I need an urgent Help.
ON friday,my environment was hung.Master server was hung and no jobs were triggered.All weeknd backups were skipped.No backups happened on the weekend.
ON monday,when we checked--no backup was there. A disaster.
We restarted all NBU services and then it wa snormal and jobs started.
I need a kind of script or rule so that I can able to know that No jobs are running on the master server(its hung) .
NBU : 8.1.1
You could always configure a "healthcheck" policy, schedule it to run once an hour, back up your hosts or version file or such, expire immediately (because you don't care about the data, just the success/failure of the job), and send it to the destination of your choice.

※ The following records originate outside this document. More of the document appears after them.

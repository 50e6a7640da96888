//! # Line Shell
//!
//! Stands in for the storefront page: each input line is one user action,
//! each output line one JSON envelope.
//!
//! ## Request Flow
//! ```text
//! ┌─────────────────────────────────────────────────────────────────────────┐
//! │                         One Line, One Response                          │
//! │                                                                         │
//! │  stdin ── "add 1" ──► ShellCommand::from_str ──► execute()             │
//! │                              │                        │                 │
//! │                        ShellParseError          commands::cart         │
//! │                              │                        │                 │
//! │                              ▼                        ▼                 │
//! │                      ┌───────────────────────────────────────┐         │
//! │                      │ Envelope { data | error, changes }    │         │
//! │                      └───────────────────┬───────────────────┘         │
//! │                                          ▼                              │
//! │  stdout ◄── {"data":{...},"changes":["cart"]}                          │
//! └─────────────────────────────────────────────────────────────────────────┘
//! ```

use std::io::{self, BufRead, Write};
use std::str::FromStr;

use mangal_core::{FormField, ProductId, StateChange, UnknownFormField};
use serde::Serialize;
use serde_json::Value;
use thiserror::Error;
use tracing::{debug, info, warn};

use crate::commands::{cart, catalog, order, view};
use crate::error::ApiError;
use crate::state::{ConfigState, SessionState};

/// Lines the shell accepts, printed by `help`.
const HELP: &[&str] = &[
    "menu",
    "store",
    "cart",
    "add <product id>",
    "remove <product id>",
    "toggle",
    "close",
    "checkout",
    "cancel",
    "set <name|phone|address> <value>",
    "submit",
    "help",
    "quit",
];

/// Errors from reading a line as a [`ShellCommand`].
#[derive(Debug, Clone, PartialEq, Eq, Error)]
pub enum ShellParseError {
    #[error("empty command")]
    Empty,

    #[error("unknown command '{0}' (try 'help')")]
    UnknownCommand(String),

    #[error("'{command}' needs a {argument}")]
    MissingArgument {
        command: &'static str,
        argument: &'static str,
    },

    #[error("invalid product id '{0}'")]
    InvalidProductId(String),

    #[error(transparent)]
    UnknownField(#[from] UnknownFormField),

    #[error("line is not valid UTF-8")]
    InvalidUtf8,
}

/// One user action.
#[derive(Debug, Clone, PartialEq, Eq)]
pub enum ShellCommand {
    Menu,
    Store,
    Cart,
    Add(ProductId),
    Remove(ProductId),
    Toggle,
    Close,
    Checkout,
    Cancel,
    /// Field plus the rest of the line, inner spaces kept
    Set(FormField, String),
    Submit,
    Help,
    Quit,
}

/// Splits off the first word; the remainder has its leading space removed.
fn split_word(s: &str) -> (&str, &str) {
    match s.find(char::is_whitespace) {
        Some(i) => (&s[..i], s[i..].trim_start()),
        None => (s, ""),
    }
}

fn parse_product_id(command: &'static str, arg: &str) -> Result<ProductId, ShellParseError> {
    if arg.is_empty() {
        return Err(ShellParseError::MissingArgument {
            command,
            argument: "product id",
        });
    }
    arg.parse()
        .map_err(|_| ShellParseError::InvalidProductId(arg.to_string()))
}

impl FromStr for ShellCommand {
    type Err = ShellParseError;

    fn from_str(line: &str) -> Result<Self, Self::Err> {
        let (head, rest) = split_word(line.trim());
        if head.is_empty() {
            return Err(ShellParseError::Empty);
        }

        let command = match head.to_lowercase().as_str() {
            "menu" => ShellCommand::Menu,
            "store" => ShellCommand::Store,
            "cart" => ShellCommand::Cart,
            "add" => ShellCommand::Add(parse_product_id("add", rest)?),
            "remove" => ShellCommand::Remove(parse_product_id("remove", rest)?),
            "toggle" => ShellCommand::Toggle,
            "close" => ShellCommand::Close,
            "checkout" => ShellCommand::Checkout,
            "cancel" => ShellCommand::Cancel,
            "set" => {
                let (field, value) = split_word(rest);
                if field.is_empty() {
                    return Err(ShellParseError::MissingArgument {
                        command: "set",
                        argument: "field",
                    });
                }
                ShellCommand::Set(field.parse()?, value.to_string())
            }
            "submit" => ShellCommand::Submit,
            "help" => ShellCommand::Help,
            "quit" | "exit" => ShellCommand::Quit,
            other => return Err(ShellParseError::UnknownCommand(other.to_string())),
        };

        Ok(command)
    }
}

/// Everything the shell holds for the life of the process.
#[derive(Debug, Default)]
pub struct ShellState {
    pub session: SessionState,
    pub config: ConfigState,
}

impl ShellState {
    pub fn new(session: SessionState, config: ConfigState) -> Self {
        ShellState { session, config }
    }

    fn drain_changes(&mut self) -> Vec<StateChange> {
        self.session.with_session_mut(|_, s| s.drain_changes())
    }
}

/// What gets printed for one line.
#[derive(Debug, Serialize)]
#[serde(rename_all = "camelCase")]
pub struct Envelope {
    #[serde(skip_serializing_if = "Option::is_none")]
    pub data: Option<Value>,
    #[serde(skip_serializing_if = "Option::is_none")]
    pub error: Option<ApiError>,
    pub changes: Vec<StateChange>,
}

impl Envelope {
    fn from_result(result: Result<Value, ApiError>, changes: Vec<StateChange>) -> Self {
        match result {
            Ok(data) => Envelope {
                data: Some(data),
                error: None,
                changes,
            },
            Err(error) => Envelope {
                data: None,
                error: Some(error),
                changes,
            },
        }
    }
}

/// Runs one command against the state and serializes its response.
pub fn execute(state: &mut ShellState, command: ShellCommand) -> Result<Value, ApiError> {
    let value = match command {
        ShellCommand::Menu => serde_json::to_value(catalog::list_products(&state.session))?,
        ShellCommand::Store => serde_json::to_value(catalog::get_store_info(&state.config))?,
        ShellCommand::Cart => serde_json::to_value(cart::get_cart(&state.session, &state.config))?,
        ShellCommand::Add(id) => {
            serde_json::to_value(cart::add_to_cart(&mut state.session, &state.config, id)?)?
        }
        ShellCommand::Remove(id) => {
            serde_json::to_value(cart::remove_from_cart(&mut state.session, &state.config, id)?)?
        }
        ShellCommand::Toggle => serde_json::to_value(view::toggle_cart(&mut state.session))?,
        ShellCommand::Close => serde_json::to_value(view::close_cart(&mut state.session)?)?,
        ShellCommand::Checkout => {
            serde_json::to_value(view::proceed_to_order(&mut state.session)?)?
        }
        ShellCommand::Cancel => serde_json::to_value(view::cancel_order(&mut state.session)?)?,
        ShellCommand::Set(field, value) => {
            serde_json::to_value(order::update_form(&mut state.session, field, value))?
        }
        ShellCommand::Submit => serde_json::to_value(order::submit_order(&mut state.session)?)?,
        ShellCommand::Help => serde_json::to_value(HELP)?,
        ShellCommand::Quit => Value::Null,
    };
    Ok(value)
}

/// Parses and executes one line, pairing the outcome with the drained changes.
pub fn handle_line(state: &mut ShellState, line: &str) -> Envelope {
    let result = line
        .parse::<ShellCommand>()
        .map_err(ApiError::from)
        .and_then(|command| {
            debug!(?command, "executing");
            execute(state, command)
        });

    if let Err(err) = &result {
        warn!(line = %line.trim(), code = ?err.code, "rejected: {}", err.message);
    }

    Envelope::from_result(result, state.drain_changes())
}

fn write_envelope<W: Write>(output: &mut W, envelope: &Envelope, pretty: bool) -> io::Result<()> {
    if pretty {
        serde_json::to_writer_pretty(&mut *output, envelope)
    } else {
        serde_json::to_writer(&mut *output, envelope)
    }
    .map_err(io::Error::from)?;
    writeln!(output)?;
    output.flush()
}

/// Reads lines until EOF or `quit`, writing one JSON envelope per line.
///
/// Blank lines are skipped without a response. A line that is not valid
/// UTF-8 gets a `PARSE_ERROR` envelope and reading continues.
pub fn run_loop<R, W>(state: &mut ShellState, mut input: R, mut output: W, pretty: bool) -> io::Result<()>
where
    R: BufRead,
    W: Write,
{
    let mut buf = Vec::new();
    loop {
        buf.clear();
        if input.read_until(b'\n', &mut buf)? == 0 {
            break;
        }

        let envelope = match std::str::from_utf8(&buf) {
            Ok(line) => {
                if line.trim().is_empty() {
                    continue;
                }
                if matches!(line.parse::<ShellCommand>(), Ok(ShellCommand::Quit)) {
                    info!("quit requested");
                    break;
                }
                handle_line(state, line)
            }
            Err(err) => {
                warn!(%err, "rejected line with invalid UTF-8");
                let error = ApiError::from(ShellParseError::InvalidUtf8);
                Envelope::from_result(Err(error), state.drain_changes())
            }
        };

        write_envelope(&mut output, &envelope, pretty)?;
    }
    Ok(())
}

Then configure the monitoring solution of your choice (a script, OpsCenter, etc.) to see if the policy has run in the last 2 hours or such (to avoid issues due to peak backup windows, etc. ). If it hasn't, cut a ticket or otherwise alert someone.

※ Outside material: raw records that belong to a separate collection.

//! # Cart Engine
//!
//! Owns the cart line items and derives every figure from them.
//!
//! ## Cart Operations Flow
//! ```text
//! ┌─────────────────────────────────────────────────────────────────────────┐
//! │                    Cart Operations                                      │
//! │                                                                         │
//! │  Shell Action             Cart Method             Cart State Change     │
//! │  ────────────             ───────────             ─────────────────     │
//! │                                                                         │
//! │  "Добавить" / "+" ───────► add_item() ──────────► qty += 1 or push     │
//! │                                                                         │
//! │  "−" ────────────────────► remove_item() ───────► qty -= 1 or remove   │
//! │                                                                         │
//! │  Order placed ───────────► clear() ─────────────► items.clear()        │
//! │                                                                         │
//! │  Badge / Итого ──────────► item_count() / total() (read only)          │
//! └─────────────────────────────────────────────────────────────────────────┘
//! ```
//!
//! Distinct products stay few, so every lookup is a linear scan by id.

use std::collections::HashSet;

use serde::{Deserialize, Serialize};
use tracing::debug;
use ts_rs::TS;

use crate::error::{CoreError, CoreResult, ValidationError};
use crate::money::Money;
use crate::types::{Product, ProductId};
use crate::validation::validate_price;

/// A product line in the cart.
///
/// Product fields are copied when the line is created, so the line renders
/// on its own without a catalog lookup.
#[derive(Debug, Clone, PartialEq, Eq, Serialize, Deserialize, TS)]
#[serde(rename_all = "camelCase")]
#[ts(export)]
pub struct CartItem {
    pub id: ProductId,
    pub name: String,
    pub price: Money,
    pub image_glyph: String,
    pub description: String,
    /// Always >= 1; a line that would reach 0 is removed instead.
    pub quantity: u32,
}

impl CartItem {
    /// Creates a line with quantity 1.
    pub fn from_product(product: &Product) -> Self {
        CartItem {
            id: product.id,
            name: product.name.clone(),
            price: product.price,
            image_glyph: product.image_glyph.clone(),
            description: product.description.clone(),
            quantity: 1,
        }
    }

    /// Unit price × quantity.
    pub fn line_total(&self) -> Money {
        self.price.multiply_quantity(self.quantity)
    }
}

/// The shopping cart.
///
/// ## Invariants
/// - At most one line per product id (repeat adds bump the quantity)
/// - Every quantity is >= 1
/// - Lines keep first-add order; later adds and removes never reorder them
///
/// The wire form is the bare line list. Deserializing goes through
/// [`Cart::from_items`], so a decoded cart holds the same invariants.
#[derive(Debug, Clone, Default, PartialEq, Eq, Serialize, Deserialize)]
#[serde(try_from = "Vec<CartItem>", into = "Vec<CartItem>")]
pub struct Cart {
    items: Vec<CartItem>,
}

impl Cart {
    /// Creates a new empty cart.
    pub fn new() -> Self {
        Cart::default()
    }

    /// Rebuilds a cart from existing lines, keeping their order.
    ///
    /// ## Errors
    /// - `Duplicate` if two lines share a product id
    /// - `OutOfRange` for a zero quantity or an out-of-range price
    pub fn from_items(items: Vec<CartItem>) -> CoreResult<Self> {
        let mut seen = HashSet::with_capacity(items.len());
        for item in &items {
            if !seen.insert(item.id) {
                return Err(ValidationError::Duplicate {
                    field: "cart line".to_string(),
                    value: item.id.to_string(),
                }
                .into());
            }
            if item.quantity == 0 {
                return Err(ValidationError::OutOfRange {
                    field: "quantity".to_string(),
                    min: 1,
                    max: i64::from(u32::MAX),
                }
                .into());
            }
            validate_price(item.price)?;
        }

        Ok(Cart { items })
    }

    /// Adds one unit of `product`.
    ///
    /// ## Behavior
    /// - Product already in cart: quantity + 1, position unchanged
    /// - Otherwise: new line with quantity 1 appended at the end
    pub fn add_item(&mut self, product: &Product) {
        if let Some(item) = self.items.iter_mut().find(|i| i.id == product.id) {
            item.quantity = item.quantity.saturating_add(1);
            debug!(product_id = product.id, quantity = item.quantity, "cart quantity increased");
            return;
        }

        self.items.push(CartItem::from_product(product));
        debug!(product_id = product.id, quantity = 1, "cart line added");
    }

    /// Removes one unit of the product with `product_id`.
    ///
    /// ## Behavior
    /// - Quantity 1: the line is deleted
    /// - Quantity > 1: quantity - 1, position unchanged
    ///
    /// ## Errors
    /// `ItemNotInCart` when there is no such line; the cart is unchanged.
    pub fn remove_item(&mut self, product_id: ProductId) -> CoreResult<()> {
        let index = self
            .items
            .iter()
            .position(|i| i.id == product_id)
            .ok_or(CoreError::ItemNotInCart(product_id))?;

        let item = &mut self.items[index];
        if item.quantity > 1 {
            item.quantity -= 1;
            debug!(product_id, quantity = item.quantity, "cart quantity decreased");
        } else {
            self.items.remove(index);
            debug!(product_id, "cart line removed");
        }

        Ok(())
    }

    /// Sum of price × quantity over all lines. Zero for an empty cart.
    pub fn total(&self) -> Money {
        self.items.iter().map(CartItem::line_total).sum()
    }

    /// Number of distinct lines (what the cart badge shows), not units.
    pub fn item_count(&self) -> usize {
        self.items.len()
    }

    /// Total number of units across all lines.
    pub fn total_quantity(&self) -> u64 {
        self.items.iter().map(|i| u64::from(i.quantity)).sum()
    }

    /// Empties the cart unconditionally.
    pub fn clear(&mut self) {
        self.items.clear();
        debug!("cart cleared");
    }

    /// Lines in first-add order.
    pub fn items(&self) -> &[CartItem] {
        &self.items
    }

    pub fn get(&self, product_id: ProductId) -> Option<&CartItem> {
        self.items.iter().find(|i| i.id == product_id)
    }

    pub fn is_empty(&self) -> bool {
        self.items.is_empty()
    }
}

impl TryFrom<Vec<CartItem>> for Cart {
    type Error = CoreError;

    fn try_from(items: Vec<CartItem>) -> CoreResult<Self> {
        Cart::from_items(items)
    }
}

impl From<Cart> for Vec<CartItem> {
    fn from(cart: Cart) -> Self {
        cart.items
    }
}

/// Cart figures for shell responses.
#[derive(Debug, Clone, Copy, PartialEq, Eq, Serialize, Deserialize, TS)]
#[serde(rename_all = "camelCase")]
#[ts(export)]
pub struct CartSummary {
    pub item_count: usize,
    #[ts(type = "number")]
    pub total_quantity: u64,
    pub total: Money,
}

impl CartSummary {
    /// Amount still needed to reach `threshold` (zero once reached).
    pub fn amount_until(&self, threshold: Money) -> Money {
        self.total.remaining_until(threshold)
    }
}

impl From<&Cart> for CartSummary {
    fn from(cart: &Cart) -> Self {
        CartSummary {
            item_count: cart.item_count(),
            total_quantity: cart.total_quantity(),
            total: cart.total(),
        }
    }
}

This can even be expanded slightly to deliberately write to tape as a method of confirming that your tape library is functional too, if you don't have anything else keeping an eye on that.
You just have to watch out for scheduled maintenance windows or you'll end up with a few extra tickets. =)
I would bet that this is related to your nbpem cache filling up.
I've only seen this happen on Windows masters, but it isn't exclusive to them. You don't receive an alert because none of the processes stop, and the server is functioning as expected...with the obvious exception that none of your backups are running. It's very tricky, as jobs that were active when the cache fills up will continue running, making it appear as though everything is working fine.
There are quite a few documented issues with nbpem, and the below EEB is available (albeit for 8.1.2). Might be worth logging a case to check with Support to see if there is a patch for 8.1.1.